--- INPUT ---

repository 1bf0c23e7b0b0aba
//! Retry utilities with exponential backoff for resilient API calls.

use reqwest::StatusCode;
use std::future::Future;
use std::time::Duration;
use tokio::time::sleep;

use crate::client::ClientError;

/// Configuration for retry behavior
#[derive(Debug, Clone, Copy, PartialEq, Eq)]
pub struct RetryConfig {
    /// Total number of attempts, including the first
    pub max_attempts: u32,
    /// Delay after the first failed attempt; doubles after each further one
    pub initial_delay: Duration,
    /// Maximum delay between retries
    pub max_delay: Duration,
}

impl Default for RetryConfig {
    fn default() -> Self {
        Self {
            max_attempts: 3,
            initial_delay: Duration::from_secs(1),
            max_delay: Duration::from_secs(60),
        }
    }
}

impl RetryConfig {
    pub fn max_attempts(mut self, max_attempts: u32) -> Self {
        self.max_attempts = max_attempts.max(1);
        self
    }

    pub fn initial_delay(mut self, delay: Duration) -> Self {
        self.initial_delay = delay;
        self
    }

    pub fn max_delay(mut self, delay: Duration) -> Self {
        self.max_delay = delay;
        self
    }

    /// Backoff after the failed attempt with zero-based index `attempt`
    pub fn delay_for(&self, attempt: u32) -> Duration {
        2u32.checked_pow(attempt)
            .and_then(|factor| self.initial_delay.checked_mul(factor))
            .unwrap_or(self.max_delay)
            .min(self.max_delay)
    }
}

/// Failure of a single attempt that may succeed when repeated
#[derive(Debug, Clone, PartialEq, Eq)]
pub enum TransientError {
    /// HTTP 429
    RateLimited { body: String },
    /// HTTP 5xx
    ServerError { status: u16, body: String },
    /// Connection, DNS, timeout or body-read failure
    Network(String),
}

impl TransientError {
    /// Classify a non-success status; `None` means the status is permanent
    pub fn from_status(status: StatusCode, body: &str) -> Option<Self> {
        if status == StatusCode::TOO_MANY_REQUESTS {
            Some(TransientError::RateLimited {
                body: body.to_string(),
            })
        } else if status.is_server_error() {
            Some(TransientError::ServerError {
                status: status.as_u16(),
                body: body.to_string(),
            })
        } else {
            None
        }
    }

    /// Describe a transport-level reqwest failure
    pub fn from_reqwest_error(err: &reqwest::Error) -> Self {
        let kind = if err.is_timeout() {
            "timeout"
        } else if err.is_connect() {
            "connect"
        } else if err.is_body() || err.is_decode() {
            "body"
        } else {
            "request"
        };
        TransientError::Network(format!("{} error: {}", kind, err))
    }

    /// Convert into the error returned once the attempt budget is spent
    pub fn into_exhausted(self, attempts: u32) -> ClientError {
        match self {
            TransientError::RateLimited { body } => {
                ClientError::RateLimitedExhausted { attempts, body }
            }
            TransientError::ServerError { status, body } => ClientError::ServerErrorExhausted {
                status,
                attempts,
                body,
            },
            TransientError::Network(message) => ClientError::Network { attempts, message },
        }
    }
}

/// Why one attempt failed
#[derive(Debug)]
pub enum AttemptError {
    /// Worth repeating while attempts remain
    Transient(TransientError),
    /// Returned to the caller immediately
    Permanent(ClientError),
}

impl From<ClientError> for AttemptError {
    fn from(err: ClientError) -> Self {
        AttemptError::Permanent(err)
    }
}

impl From<TransientError> for AttemptError {
    fn from(err: TransientError) -> Self {
        AttemptError::Transient(err)
    }
}

/// Bookkeeping for one logical call across its attempts
#[derive(Debug, Clone)]
pub struct RetryState {
    config: RetryConfig,
    attempts: u32,
    last_error: Option<TransientError>,
    next_delay: Option<Duration>,
}

impl RetryState {
    pub fn new(config: RetryConfig) -> Self {
        Self {
            config,
            attempts: 0,
            last_error: None,
            next_delay: None,
        }
    }

    /// Attempts that have failed so far
    pub fn attempts(&self) -> u32 {
        self.attempts
    }

    pub fn last_error(&self) -> Option<&TransientError> {
        self.last_error.as_ref()
    }

    pub fn next_delay(&self) -> Option<Duration> {
        self.next_delay
    }

    /// Record a transient failure.
    ///
    /// Returns the delay before the next attempt, or `None` when no attempts
    /// remain.
    pub fn record(&mut self, error: TransientError) -> Option<Duration> {
        self.attempts += 1;
        self.last_error = Some(error);
        self.next_delay = (self.attempts < self.config.max_attempts.max(1))
            .then(|| self.config.delay_for(self.attempts - 1));
        self.next_delay
    }

    /// The error describing an exhausted budget
    pub fn into_error(self) -> ClientError {
        match self.last_error {
            Some(error) => error.into_exhausted(self.attempts),
            None => ClientError::Network {
                attempts: self.attempts,
                message: "no attempt was made".to_string(),
            },
        }
    }
}

/// Execute an async operation with retry logic
///
/// The operation is called at most `config.max_attempts` times. Transient
/// failures are retried after an exponential backoff; there is no sleep after
/// the final attempt. Permanent failures are returned as-is.
pub async fn with_retry<T, F, Fut>(config: RetryConfig, mut operation: F) -> Result<T, ClientError>
where
    F: FnMut() -> Fut,
    Fut: Future<Output = Result<T, AttemptError>>,
{
    let mut state = RetryState::new(config);

    loop {
        match operation().await {
            Ok(result) => {
                if state.attempts() > 0 {
                    tracing::debug!(
                        "Operation succeeded on attempt {} after {} transient failures",
                        state.attempts() + 1,
                        state.attempts()
                    );
                }
                return Ok(result);
            }
            Err(AttemptError::Permanent(error)) => return Err(error),
            Err(AttemptError::Transient(error)) => {
                tracing::debug!(
                    "Transient error on attempt {}: {:?}",
                    state.attempts() + 1,
                    error
                );

                match state.record(error) {
                    Some(delay) => {
                        tracing::debug!("Retrying in {:?}", delay);
                        sleep(delay).await;
                    }
                    None => {
                        let error = state.into_error();
                        tracing::warn!("Giving up: {}", error);
                        return Err(error);
                    }
                }
            }
        }
    }
}
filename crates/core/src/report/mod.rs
//! Printable plan report.
//!
//! Builds a document view of a plan (letterhead, borrower block, schedule
//! table, summary row) and renders it as CSV for spreadsheet export.

pub mod error;
pub mod service;
pub mod types;


pub use error::ReportError;
pub use service::ReportService;
pub use types::*;
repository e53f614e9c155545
//! Common types used across the application.

pub mod id;

pub use id::*;
//! Durable storage for Planpago.
//!
//! Provides [`JsonFileStorage`], a [`planpago_core::plan::PlanStorage`]
//! backend that keeps the whole plan collection in one JSON snapshot file.

pub mod json_file;

pub use json_file::JsonFileStorage;
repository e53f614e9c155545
//! Plan store error types.

use planpago_shared::AppError;
use planpago_shared::types::PlanId;
use thiserror::Error;

use super::fields::PlanField;
use super::storage::StorageError;
use crate::schedule::ScheduleError;

/// Plan store errors.
#[derive(Debug, Error)]
pub enum PlanError {
    /// A required field is absent or blank.
    #[error("Missing required field: {0}")]
    MissingRequiredField(PlanField),

    /// `monto` is not a finite number.
    #[error("Invalid amount: {0}")]
    InvalidAmount(String),

    /// A loan term is out of range.
    #[error(transparent)]
    InvalidTerms(#[from] ScheduleError),

    /// No plan with this id.
    #[error("Plan not found: {0}")]
    NotFound(PlanId),

    /// The snapshot could not be read or written.
    #[error(transparent)]
    Storage(#[from] StorageError),
}

impl From<PlanError> for AppError {
    fn from(err: PlanError) -> Self {
        match err {
            PlanError::NotFound(id) => Self::NotFound(format!("Plan {id}")),
            PlanError::Storage(e) => Self::Storage(e.to_string()),
            e @ (PlanError::MissingRequiredField(_)
            | PlanError::InvalidAmount(_)
            | PlanError::InvalidTerms(_)) => Self::Validation(e.to_string()),
        }
    }
}
//! Schedule engine: flat rate on declining balance, equal principal shares.

use chrono::{Months, NaiveDate};
use rust_decimal::Decimal;
use rust_decimal::prelude::ToPrimitive;

use super::error::{ScheduleError, TermField};
use super::types::{Schedule, ScheduleRow, ScheduleTerms};

/// Upper bound on installments (100 years of monthly payments).
pub const MAX_INSTALLMENTS: i64 = 1200;

/// Canonical wire format for calendar dates.
const ISO_DATE_FORMAT: &str = "%Y-%m-%d";

/// Display format used in schedule rows.
const DISPLAY_DATE_FORMAT: &str = "%d-%m-%y";

/// Engine for building amortization schedules.
pub struct ScheduleEngine;

impl ScheduleEngine {
    /// Builds the schedule for the given terms.
    ///
    /// - Principal is rounded to a whole unit and split into equal floor shares;
    ///   the remainder goes entirely to the last installment.
    /// - Interest for installment *i* is `round(balance_before_i * rate)`.
    /// - Installment *i* falls `i - 1` months after the first date, clamped to
    ///   the end of shorter months.
    ///
    /// # Errors
    ///
    /// Returns `ScheduleError::InvalidTerms` naming the offending field when a
    /// term is out of range or an amount overflows.
    pub fn generate(terms: &ScheduleTerms) -> Result<Schedule, ScheduleError> {
        let principal = round_half_up(terms.principal).ok_or_else(|| {
            ScheduleError::invalid(TermField::Principal, "amount is out of range")
        })?;

        if terms.installment_count <= 0 {
            return Err(ScheduleError::invalid(
                TermField::InstallmentCount,
                "must be a positive integer",
            ));
        }
        if terms.installment_count > MAX_INSTALLMENTS {
            return Err(ScheduleError::invalid(
                TermField::InstallmentCount,
                format!("must not exceed {MAX_INSTALLMENTS}"),
            ));
        }
        if terms.monthly_rate < Decimal::ZERO {
            return Err(ScheduleError::invalid(
                TermField::MonthlyRate,
                "must be zero or positive",
            ));
        }

        let count = terms.installment_count;
        let capital_base = principal.div_euclid(count);
        let capital_remainder = principal - capital_base * count;

        let mut rows = Vec::with_capacity(usize::try_from(count).unwrap_or_default());
        let mut saldo = principal;

        for index in 1..=count {
            let cuota = u32::try_from(index).map_err(|_| {
                ScheduleError::invalid(TermField::InstallmentCount, "is out of range")
            })?;
            let fecha_iso = Self::installment_date(terms.first_installment_date, cuota - 1)
                .ok_or_else(|| {
                    ScheduleError::invalid(
                        TermField::FirstInstallmentDate,
                        "installment dates fall outside the supported calendar",
                    )
                })?;

            let capital = if index == count {
                capital_base + capital_remainder
            } else {
                capital_base
            };

            // interest on the balance before this installment's capital
            let interes = Decimal::from(saldo)
                .checked_mul(terms.monthly_rate)
                .and_then(round_half_up)
                .ok_or_else(|| {
                    ScheduleError::invalid(TermField::MonthlyRate, "interest overflows")
                })?;

            let total = capital.checked_add(interes).ok_or_else(|| {
                ScheduleError::invalid(TermField::MonthlyRate, "installment total overflows")
            })?;

            rows.push(ScheduleRow {
                cuota,
                fecha: format_display_date(fecha_iso),
                fecha_iso,
                saldo,
                capital,
                interes,
                total,
            });

            saldo -= capital;
        }

        Self::with_totals(rows)
    }

    /// Date of the installment `offset` months after `first`.
    ///
    /// Day-of-month is preserved, or clamped to the last day of the target
    /// month when it does not exist there (Jan 31 + 1 month = Feb 28/29).
    #[must_use]
    pub fn installment_date(first: NaiveDate, offset: u32) -> Option<NaiveDate> {
        first.checked_add_months(Months::new(offset))
    }

    fn with_totals(rows: Vec<ScheduleRow>) -> Result<Schedule, ScheduleError> {
        let overflow = || ScheduleError::invalid(TermField::MonthlyRate, "schedule totals overflow");

        let sum_capital = checked_sum(rows.iter().map(|r| r.capital)).ok_or_else(overflow)?;
        let sum_interes = checked_sum(rows.iter().map(|r| r.interes)).ok_or_else(overflow)?;
        let sum_total = checked_sum(rows.iter().map(|r| r.total)).ok_or_else(overflow)?;

        Ok(Schedule {
            rows,
            sum_capital,
            sum_interes,
            sum_total,
        })
    }
}

fn checked_sum(mut values: impl Iterator<Item = i64>) -> Option<i64> {
    values.try_fold(0i64, i64::checked_add)
}

/// Rounds to the nearest whole unit, halves upward (`floor(x + 0.5)`).
///
/// Returns `None` when the result does not fit an `i64`.
#[must_use]
pub fn round_half_up(value: Decimal) -> Option<i64> {
    value
        .checked_add(Decimal::new(5, 1))
        .map(|shifted| shifted.floor())
        .and_then(|rounded| rounded.to_i64())
}

/// Parses a `YYYY-MM-DD` calendar date.
///
/// # Errors
///
/// Returns `ScheduleError::InvalidTerms` for `field` when the text is not a
/// valid calendar date.
pub fn parse_calendar_date(field: TermField, raw: &str) -> Result<NaiveDate, ScheduleError> {
    NaiveDate::parse_from_str(raw.trim(), ISO_DATE_FORMAT).map_err(|_| {
        ScheduleError::invalid(field, format!("'{raw}' is not a valid date (use YYYY-MM-DD)"))
    })
}

/// Formats a date as `dd-mm-yy`.
#[must_use]
pub fn format_display_date(date: NaiveDate) -> String {
    date.format(DISPLAY_DATE_FORMAT).to_string()
}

---

EXERCISE GOAL:
Where a line in the listing above includes the string "Returns", copy that line.

WORKED SOLUTION:
    /// Returns the delay before the next attempt, or `None` when no attempts
    /// Returns `ScheduleError::InvalidTerms` naming the offending field when a
/// Returns `None` when the result does not fit an `i64`.
/// Returns `ScheduleError::InvalidTerms` for `field` when the text is not a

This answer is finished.